The Sleepwalker N: This N has sleepwalked through her entire life. As long as I have known her – 20 years – she has the done the same thing day in and day out. She’s lived in the same apartment for over 30 years and has not once rearranged her furniture. Her family offered to buy her a condo but she couldn’t exert the energy needed to move and didn’t want to endure the “stress” of moving. She is often referred to as a “dead-beat” because she is so lifeless and bland. She speaks in a monotone voice. She is never really happy or angry, or sad, but she is an infernal whiner.

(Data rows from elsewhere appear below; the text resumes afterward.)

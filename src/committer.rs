use log::{debug, info, warn};

use crate::branch::PendingBranch;
use crate::codec;
use crate::config::SinkOptions;
use crate::errors::{Result, XaSinkError};
use crate::facade::ResourceFacade;
use crate::group_ops::GroupCommitOperator;
use crate::record::{AggregatedCommitRecord, CommitRecord};
use crate::sink::SinkAggregatedCommitter;

/// Aggregated committer of an exactly-once sink writing through XA-style
/// transaction branches.
///
/// The committer keeps no state between calls besides its connection:
/// unresolved branches, and their attempt counters, travel back to the
/// caller inside the returned records and are retried when the caller
/// submits them again, usually with the next checkpoint.
///
/// # Examples
///
/// ```no_run
/// use xa_sink::prelude::*;
///
/// let store = MemoryStore::new("orders");
/// let options = SinkOptions::new("memory://orders").with_max_commit_attempts(3);
/// let mut committer = XaAggregatedCommitter::new(Box::new(store.connect()), &options).unwrap();
///
/// let x1 = BranchId::new(1, b"checkpoint-7".to_vec(), b"task-0".to_vec());
/// store.prepare(x1.clone(), vec!["row".to_string()]).unwrap();
///
/// let aggregated = committer.combine(vec![CommitRecord::new(0, vec![x1])]);
/// let remaining = committer.commit(vec![aggregated]).unwrap();
/// assert!(remaining.is_empty());
/// committer.close().unwrap();
/// ```
pub struct XaAggregatedCommitter {
    group_ops: GroupCommitOperator,
    max_commit_attempts: u32,
    treat_unknown_as_success: bool,
    closed: bool,
}

impl XaAggregatedCommitter {
    /// Creates a committer that owns `facade` for its whole lifetime.
    ///
    /// The facade is opened lazily by the first `commit` or `abort`.
    ///
    /// # Errors
    ///
    /// Returns [`XaSinkError::InvalidConfig`] if `max_commit_attempts` is zero.
    pub fn new(facade: Box<dyn ResourceFacade>, options: &SinkOptions) -> Result<Self> {
        if options.max_commit_attempts == 0 {
            return Err(XaSinkError::InvalidConfig(
                "max_commit_attempts must be greater than zero".to_string(),
            ));
        }
        Ok(Self {
            group_ops: GroupCommitOperator::new(facade),
            max_commit_attempts: options.max_commit_attempts,
            treat_unknown_as_success: options.treat_unknown_as_success,
            closed: false,
        })
    }

    pub fn max_commit_attempts(&self) -> u32 {
        self.max_commit_attempts
    }

    pub fn is_closed(&self) -> bool {
        self.closed
    }

    pub fn is_open(&self) -> bool {
        self.group_ops.facade().is_open()
    }

    /// Encodes aggregated records for a checkpoint snapshot.
    pub fn snapshot_records(records: &[AggregatedCommitRecord]) -> Result<Vec<u8>> {
        codec::encode(records)
    }

    /// Decodes aggregated records from a checkpoint snapshot.
    pub fn restore_records(bytes: &[u8]) -> Result<Vec<AggregatedCommitRecord>> {
        codec::decode(bytes)
    }

    fn try_open(&mut self) -> Result<()> {
        if self.closed {
            return Err(XaSinkError::Closed);
        }
        let facade = self.group_ops.facade_mut();
        if !facade.is_open() {
            facade.open().map_err(into_connection_error)?;
        }
        Ok(())
    }

    /// Closes the facade after a connection-level failure so the next call
    /// reopens it. Other results pass through untouched.
    fn reset_on_connection_loss<T>(&mut self, result: Result<T>) -> Result<T> {
        if let Err(XaSinkError::Connection(reason)) = &result {
            warn!("Resetting connection after failure: {}", reason);
            if let Err(e) = self.group_ops.facade_mut().close() {
                warn!("Failed to close broken connection: {}", e);
            }
        }
        result
    }
}

fn into_connection_error(error: XaSinkError) -> XaSinkError {
    match error {
        XaSinkError::Connection(_) => error,
        other => XaSinkError::Connection(other.to_string()),
    }
}

impl SinkAggregatedCommitter for XaAggregatedCommitter {
    type CommitInfo = CommitRecord;
    type AggregatedCommitInfo = AggregatedCommitRecord;

    fn combine(&self, commit_infos: Vec<CommitRecord>) -> AggregatedCommitRecord {
        let mut aggregated = AggregatedCommitRecord::new();
        for record in commit_infos {
            for id in record.branches {
                if aggregated.contains(&id) {
                    warn!(
                        "Branch {} from subtask {} is already part of this checkpoint, ignoring duplicate",
                        id, record.subtask_index
                    );
                    continue;
                }
                aggregated.insert(PendingBranch::new(id));
            }
        }
        aggregated
    }

    fn commit(
        &mut self,
        aggregated_commit_infos: Vec<AggregatedCommitRecord>,
    ) -> Result<Vec<AggregatedCommitRecord>> {
        self.try_open()?;
        info!("Committing {} aggregated record(s)", aggregated_commit_infos.len());

        let mut remaining = Vec::with_capacity(aggregated_commit_infos.len());
        for record in aggregated_commit_infos {
            if record.is_empty() {
                continue;
            }
            let pass = self.group_ops.commit(
                record.into_pending(),
                self.treat_unknown_as_success,
                self.max_commit_attempts,
            );
            let result = self.reset_on_connection_loss(pass)?;
            debug!(
                "Resolved {} branch(es), {} left for retry",
                result.resolved.len(),
                result.for_retry.len()
            );
            let left: AggregatedCommitRecord = result.for_retry.into_iter().collect();
            if !left.is_empty() {
                remaining.push(left);
            }
        }
        Ok(remaining)
    }

    fn abort(&mut self, aggregated_commit_infos: Vec<AggregatedCommitRecord>) -> Result<()> {
        self.try_open()?;
        info!("Aborting {} aggregated record(s)", aggregated_commit_infos.len());

        let mut failures = Vec::new();
        for record in aggregated_commit_infos {
            let ids = record.into_pending().into_iter().map(|branch| branch.id);
            let pass = self.group_ops.rollback(ids);
            match self.reset_on_connection_loss(pass) {
                Ok(result) => failures.extend(result.failures),
                Err(XaSinkError::Connection(reason)) if !failures.is_empty() => {
                    let failed: Vec<String> = failures.iter().map(ToString::to_string).collect();
                    return Err(XaSinkError::Connection(format!(
                        "{}; earlier failures: {}",
                        reason,
                        failed.join(", ")
                    )));
                }
                Err(e) => return Err(e),
            }
        }
        if failures.is_empty() {
            Ok(())
        } else {
            Err(XaSinkError::Abort { failures })
        }
    }

    fn close(&mut self) -> Result<()> {
        if self.closed {
            return Ok(());
        }
        self.closed = true;
        self.group_ops
            .facade_mut()
            .close()
            .map_err(into_connection_error)
    }
}

impl Drop for XaAggregatedCommitter {
    fn drop(&mut self) {
        if !self.closed {
            if let Err(e) = self.close() {
                warn!("Failed to close committer on drop: {}", e);
            }
        }
    }
}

Her primary relationship is with her narcissist mother. She is clueless, dense and completely out of it. She is NOT present at all. For example; one time she was over at my place and we were getting ready to leave, and I couldn’t find my keys. I always put them in the same spot on the counter, so I was baffled. I searched everywhere. For about 20 minutes, I racked my brain and turned my place upside down. The dozy headed N just stood there, in the same spot, lost in her own world. I noticed that she was clutching something and I asked, “What’s in your hand?” Sure enough, the whole time I was looking for my keys, she was holding them. Her keys were in her purse but I guess she thought she was in her own apartment so when I said, “let’s go” she grabbed the only set of keys in sight.
I move into a new apartment and it’s an adjustment. I tell The Sleepwalker N that going from the top - 12th floor - of a building to living on the the second floor is really different; they are so many new sounds to get used to. The Sleepwalker N says in a condescending tone; "Aw, you're such a delicate flower." 

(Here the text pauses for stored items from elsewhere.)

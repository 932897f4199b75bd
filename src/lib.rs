// OPCUA for Rust
// SPDX-License-Identifier: MPL-2.0
// Copyright (C) 2017-2024 Adam Lock

//! A client-side implementation of the OPC UA wire stack - the binary
//! encoding / decoding layer for OPC UA types, the UA Connection Protocol
//! (UACP) transport and the Secure Conversation layer built above it.
//!
//! The crate is organised bottom up:
//!
//! * [`types`] - scalar and structured OPC UA types together with the
//!   [`types::encoding::BinaryEncoder`] trait for reading and writing them in
//!   the little-endian OPC UA Binary format.
//! * [`codec`] - a schema driven record codec for types described by field
//!   descriptors rather than hand written `BinaryEncoder` impls. Generated
//!   types register their [`codec::Schema`] in a [`codec::SchemaRegistry`].
//! * [`core`] - the UACP transport: message framing, the HEL / ACK handshake
//!   and the connection manager with atomic chunk send and receive.
//! * [`channel`] - the secure channel: OpenSecureChannel handshake, request
//!   multiplexing by request id, chunking of outbound messages and reassembly
//!   of inbound ones.
//!
//! Higher level service bindings (sessions, browsing, subscriptions) are out
//! of scope and are expected to be layered on [`channel::SecureChannel::send`].

#![allow(clippy::from_over_into)]

#[macro_use]
extern crate lazy_static;
#[macro_use]
extern crate log;
#[macro_use]
extern crate bitflags;
#[macro_use]
extern crate serde_derive;

/// Tracing macro for obtaining a lock on a `Mutex`. Sometimes deadlocks can happen in code,
/// and if they do, this macro is useful for finding out where they happened.
#[macro_export]
macro_rules! trace_lock {
    ( $x:expr ) => {{
        let v = $x.lock();
        v
    }};
}

/// Tracing macro for obtaining a read lock on a `RwLock`.
#[macro_export]
macro_rules! trace_read_lock {
    ( $x:expr ) => {{
        let v = $x.read();
        v
    }};
}

/// Tracing macro for obtaining a write lock on a `RwLock`.
#[macro_export]
macro_rules! trace_write_lock {
    ( $x:expr ) => {{
        let v = $x.write();
        v
    }};
}

pub mod channel;
pub mod codec;
pub mod core;
pub mod types;

pub mod prelude {
    pub use crate::channel::{
        ChannelSecurity, ChannelTimeouts, Connector, MessageBuffering, Response, SecureChannel,
    };
    pub use crate::codec::{Field, FieldType, PrimitiveKind, Schema, SchemaRegistry, Value};
    pub use crate::core::comms::{
        conn_mgr::{tcp_dial, ConnectionManager, DialFn},
        error::{Error, Origin},
        tcp_types::MessageChunking,
    };
    pub use crate::types::*;
}
impl ConnectionManager {
    pub fn new(
        dial: DialFn,
        endpoint_url: &str,
        chunking: MessageChunking,
        decoding_options: DecodingOptions,
    ) -> ConnectionManager {
        ConnectionManager {
            dial,
            endpoint_url: endpoint_url.to_string(),
            chunking: parking_lot::RwLock::new(chunking),
            decoding_options,
            state: AtomicU32::new(CONN_STATE_NIL),
            reader: tokio::sync::Mutex::new(None),
            writer: tokio::sync::Mutex::new(None),
        }
    }

    /// The message chunking agreed during handshake, or `None` if the manager has never
    /// been connected.
    pub fn chunking(&self) -> Option<MessageChunking> {
        if self.state.load(Ordering::SeqCst) < CONN_STATE_CONNECTED {
            None
        } else {
            Some(*trace_read_lock!(self.chunking))
        }
    }

    pub fn is_connected(&self) -> bool {
        self.state.load(Ordering::SeqCst) == CONN_STATE_CONNECTED
    }

    /// Establishes the UACP connection and performs the initial handshake. The manager
    /// moves to connected only when the initial state is nil (never connected) or closed;
    /// otherwise this is a no-op. It is safe to call `connect` multiple times
    /// sequentially, and concurrent connects and closes resolve to either connected or
    /// closed, never anything in between.
    pub async fn connect(&self, deadline: Option<Instant>) -> Result<(), Error> {
        // Move state to connecting or return. The fallback state on a failed first run is
        // nil rather than closed so a later connect is still treated as the first.
        let first_run = if self
            .state
            .compare_exchange(
                CONN_STATE_NIL,
                CONN_STATE_CONNECTING,
                Ordering::SeqCst,
                Ordering::SeqCst,
            )
            .is_ok()
        {
            true
        } else if self
            .state
            .compare_exchange(
                CONN_STATE_CLOSED,
                CONN_STATE_CONNECTING,
                Ordering::SeqCst,
                Ordering::SeqCst,
            )
            .is_ok()
        {
            false
        } else {
            return Ok(());
        };

        let result = self.connect_inner(first_run, deadline).await;
        let next_state = match &result {
            Ok(()) => CONN_STATE_CONNECTED,
            Err(_) if first_run => CONN_STATE_NIL,
            Err(_) => CONN_STATE_CLOSED,
        };
        if self
            .state
            .compare_exchange(
                CONN_STATE_CONNECTING,
                next_state,
                Ordering::SeqCst,
                Ordering::SeqCst,
            )
            .is_err()
        {
            panic!("inconsistent connection state leaving connect");
        }
        result
    }

    async fn connect_inner(&self, first_run: bool, deadline: Option<Instant>) -> Result<(), Error> {
        let mut stream = with_deadline(deadline, async {
            (self.dial)(deadline).await.map_err(|err| {
                error!("Could not connect to {}, {:?}", self.endpoint_url, err);
                Error::local(StatusCode::BadConnectionRejected, err.to_string())
            })
        })
        .await?;

        let negotiated = match self.handshake(&mut stream, deadline).await {
            Ok(negotiated) => negotiated,
            Err(err) => {
                let _ = stream.shutdown().await;
                return Err(err);
            }
        };

        if !first_run && negotiated != *trace_read_lock!(self.chunking) {
            // When re-establishing a closed connection the negotiated chunking may not
            // change, since buffers and limits were sized from the original values.
            error!("Re-negotiated chunking differs from the original connection");
            let _ = stream.shutdown().await;
            return Err(Error::local(
                StatusCode::BadConnectionClosed,
                "negotiated chunking changed across reconnect",
            ));
        }
        *trace_write_lock!(self.chunking) = negotiated;

        // Replace the halves under both locks; send and receive fail fast while the
        // connection is down
        let (read, write) = tokio::io::split(stream);
        {
            let mut reader = self.reader.lock().await;
            let mut writer = self.writer.lock().await;
            *reader = Some(read);
            *writer = Some(write);
        }
        Ok(())
    }

    async fn handshake(
        &self,
        stream: &mut Box<dyn IoStream>,
        deadline: Option<Instant>,
    ) -> Result<MessageChunking, Error> {
        let hello = HelloMessage::new(&self.endpoint_url, *trace_read_lock!(self.chunking));
        let hello_bytes = hello.encode_to_vec();

        with_deadline(deadline, async {
            debug!(">>> HEL {}", self.endpoint_url);
            stream.write_all(&hello_bytes).await.map_err(|err| {
                Error::local(StatusCode::BadRequestInterrupted, err.to_string())
            })?;

            // Receive exactly one frame of at most the handshake size
            let mut data = vec![0u8; HANDSHAKE_MAX_SIZE];
            stream
                .read_exact(&mut data[..MESSAGE_HEADER_LEN])
                .await
                .map_err(|err| {
                    Error::local(StatusCode::BadRequestInterrupted, err.to_string())
                })?;
            let message_size = LittleEndian::read_u32(&data[4..8]) as usize;
            if message_size < MESSAGE_HEADER_LEN || message_size > HANDSHAKE_MAX_SIZE {
                return Err(Error::local(
                    StatusCode::BadTcpInternalError,
                    format!("illegal handshake message size {}", message_size),
                ));
            }
            stream
                .read_exact(&mut data[MESSAGE_HEADER_LEN..message_size])
                .await
                .map_err(|err| {
                    Error::local(StatusCode::BadRequestInterrupted, err.to_string())
                })?;

            let mut stream = Cursor::new(&data[..message_size]);
            match MessageHeader::message_type(&data[0..4]) {
                MessageType::Acknowledge => {
                    let ack =
                        AcknowledgeMessage::decode(&mut stream, &self.decoding_options)
                            .map_err(Error::from)?;
                    debug!("<<< ACK {:?}", ack.chunking);
                    if !ack.chunking.is_valid_buffer_sizes() {
                        return Err(Error::local(
                            StatusCode::BadConnectionRejected,
                            "ACK buffer sizes below the 8192 byte minimum",
                        ));
                    }
                    Ok(ack.chunking)
                }
                MessageType::Error => {
                    let msg = ErrorMessage::decode(&mut stream, &self.decoding_options)
                        .map_err(Error::from)?;
                    Err(Error::remote(
                        StatusCode::from_bits_truncate(msg.error),
                        msg.reason.as_ref(),
                    ))
                }
                _ => Err(Error::local(
                    StatusCode::BadTcpMessageTypeInvalid,
                    "only ACK and ERR messages allowed during handshake",
                )),
            }
        })
        .await
    }

    /// Writes one framed chunk to the connection. If the size field in the header is zero
    /// it is set from the chunk length; a non-zero size larger than the chunk is an error,
    /// and a smaller one truncates the send to the declared size. It is safe to call this
    /// method concurrently.
    pub async fn send_chunk(&self, chunk: &mut [u8], deadline: Option<Instant>) -> Result<(), Error> {
        let mut writer = self.writer.lock().await;
        let writer = writer.as_mut().ok_or_else(|| {
            Error::local(StatusCode::BadConnectionClosed, "connection is not open")
        })?;

        if chunk.len() < MESSAGE_HEADER_LEN {
            return Err(Error::local(
                StatusCode::BadTcpInternalError,
                "chunk is smaller than a message header",
            ));
        }
        let declared = LittleEndian::read_u32(&chunk[4..8]) as usize;
        let send_len = if declared == 0 {
            let len = chunk.len() as u32;
            LittleEndian::write_u32(&mut chunk[4..8], len);
            chunk.len()
        } else if declared > chunk.len() {
            return Err(Error::local(
                StatusCode::BadTcpInternalError,
                "size in header larger than chunk byte size",
            ));
        } else {
            declared
        };

        with_deadline(deadline, async {
            writer
                .write_all(&chunk[..send_len])
                .await
                .map_err(wrap_io_error)
        })
        .await
    }

    /// Reads one whole framed chunk into `buffer` as an atomic operation and returns its
    /// size. Secure channel messages (OPN, CLO, MSG) pass through; handshake types are
    /// rejected and an ERR message is raised as a remote error. It is safe to call this
    /// method concurrently.
    pub async fn recv_chunk(
        &self,
        buffer: &mut [u8],
        deadline: Option<Instant>,
    ) -> Result<usize, Error> {
        let mut reader = self.reader.lock().await;
        let reader = reader.as_mut().ok_or_else(|| {
            Error::local(StatusCode::BadConnectionClosed, "connection is not open")
        })?;

        with_deadline(deadline, async {
            reader
                .read_exact(&mut buffer[..MESSAGE_HEADER_LEN])
                .await
                .map_err(wrap_io_error)?;
            let message_size = LittleEndian::read_u32(&buffer[4..8]) as usize;
            if message_size > buffer.len() {
                return Err(Error::local(
                    StatusCode::BadTcpMessageTooLarge,
                    format!(
                        "message size {} exceeds receive buffer size {}",
                        message_size,
                        buffer.len()
                    ),
                ));
            }
            if message_size < MESSAGE_HEADER_LEN {
                return Err(Error::local(
                    StatusCode::BadTcpInternalError,
                    format!("illegal message size {}", message_size),
                ));
            }
            reader
                .read_exact(&mut buffer[MESSAGE_HEADER_LEN..message_size])
                .await
                .map_err(wrap_io_error)?;

            match &buffer[0..3] {
                b"OPN" | b"CLO" | b"MSG" => {
                    // Legal secure channel message type, pass along
                    Ok(message_size)
                }
                b"HEL" | b"ACK" | b"RHE" => Err(Error::local(
                    StatusCode::BadTcpMessageTypeInvalid,
                    "message type HEL, ACK and RHE only allowed during handshake",
                )),
                b"ERR" => {
                    let mut stream = Cursor::new(&buffer[..message_size]);
                    let msg = ErrorMessage::decode(&mut stream, &self.decoding_options)
                        .map_err(Error::from)?;
                    Err(Error::remote(
                        StatusCode::from_bits_truncate(msg.error),
                        msg.reason.as_ref(),
                    ))
                }
                other => Err(Error::local(
                    StatusCode::BadTcpMessageTypeInvalid,
                    format!("illegal message type {:?}", other),
                )),
            }
        })
        .await
    }

    /// Closes the connection and moves the manager to closed, only when the original
    /// state is connected, otherwise this is a no-op. It is therefore safe to call
    /// `close` multiple times.
    pub async fn close(&self) -> Result<(), Error> {
        if self
            .state
            .compare_exchange(
                CONN_STATE_CONNECTED,
                CONN_STATE_CLOSING,
                Ordering::SeqCst,
                Ordering::SeqCst,
            )
            .is_err()
        {
            return Ok(());
        }
        // Shut the write half down; a reader blocked in recv_chunk unblocks on the EOF
        // or reset that follows
        {
            let mut writer = self.writer.lock().await;
            if let Some(mut write) = writer.take() {
                let _ = write.shutdown().await;
            }
        }
        if self
            .state
            .compare_exchange(
                CONN_STATE_CLOSING,
                CONN_STATE_CLOSED,
                Ordering::SeqCst,
                Ordering::SeqCst,
            )
            .is_err()
        {
            panic!("inconsistent connection state leaving close");
        }
        Ok(())
    }
}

I tell the Sleepwalker N that I went out on a date with a guy who talked about himself the entire time. I tell the Sleepwalker N that I was polite, asked questions, and stayed interested in what he had to say. Then I told the N that when I tried telling my date some things about myself, he looked at the ceiling or right past me, or at his watch and he actually yawned. The Sleepwalker N Dead-Beat says smugly; “Well, maybe when you’re "excited" about your life, someone else will be.”
This was also projection in the sense that like all narcissists, she had absolutely no interest in my life. It's so refreshing to break the narc food chain and have relationships with people that actually give a shit about you and show an interest in your life!

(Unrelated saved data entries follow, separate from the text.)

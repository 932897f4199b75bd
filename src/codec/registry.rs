// OPCUA for Rust
// SPDX-License-Identifier: MPL-2.0
// Copyright (C) 2017-2024 Adam Lock

//! A registry of record schemas keyed by the node id of their binary encoding. Generated
//! types register their schema once at construction time; the registry can then decode any
//! registered message body from its node id. Registries are plain instances so different
//! channels can carry different type sets.

use std::{collections::HashMap, io::Read, sync::Arc};

use crate::codec::{decoder::Decoder, schema::Schema, value::StructValue};
use crate::types::{
    encoding::{DecodingOptions, EncodingError, EncodingResult},
    node_id::NodeId,
    status_code::StatusCode,
};

#[derive(Debug, Default)]
pub struct SchemaRegistry {
    schemas: parking_lot::RwLock<HashMap<NodeId, Arc<Schema>>>,
}

impl SchemaRegistry {
    pub fn new() -> SchemaRegistry {
        SchemaRegistry::default()
    }

    /// Registers the schema for the record encoded under `node_id`, replacing any
    /// previous registration.
    pub fn register(&self, node_id: NodeId, schema: Arc<Schema>) {
        let mut schemas = trace_write_lock!(self.schemas);
        schemas.insert(node_id, schema);
    }

    pub fn get(&self, node_id: &NodeId) -> Option<Arc<Schema>> {
        let schemas = trace_read_lock!(self.schemas);
        schemas.get(node_id).cloned()
    }

    /// Decodes a message body from the schema registered under `node_id`.
    pub fn decode_message<S: Read>(
        &self,
        node_id: &NodeId,
        stream: &mut S,
        decoding_options: &DecodingOptions,
    ) -> EncodingResult<StructValue> {
        let schema = self.get(node_id).ok_or_else(|| {
            EncodingError::with_cause(
                StatusCode::BadDecodingError,
                format!("no schema registered for node id {}", node_id),
            )
        })?;
        let mut decoder = Decoder::new(stream, decoding_options);
        decoder.decode(&schema)
    }
}
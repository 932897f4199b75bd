// OPCUA for Rust
// SPDX-License-Identifier: MPL-2.0
// Copyright (C) 2017-2024 Adam Lock

//! The core module holds functionality that is common to the transport side of the stack,
//! below the secure channel.

pub mod comms;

The Socially Bizarre N: This N is on the wrong side of 40 and has never worked a day in her life. Other than a few narcissistic fantasy projects, she has never held a job – she’s too entitled to work. Besides; she’s a pathological control freak, who must always be in charge, and doesn’t have the social skills to work well with others. She’s also a compulsive hoarder and has not let anyone into her home for over a decade. She’s also a hermit who doesn’t leave her home, unless of course, it’s to see a doctor for one of her imaginary illnesses. She’s also a hypochondriac. She has one friend – another N – who is kept safely at a distance. She has a flying monkey and a MN Mother (yep it’s MN Sister). If people are kind enough to lend her things, or even drop of Christmas dinners, they are to be left at the gate of her building by the street.  The Socially Bizarre N is always pathologizing people and speculating on who is “low-functioning.”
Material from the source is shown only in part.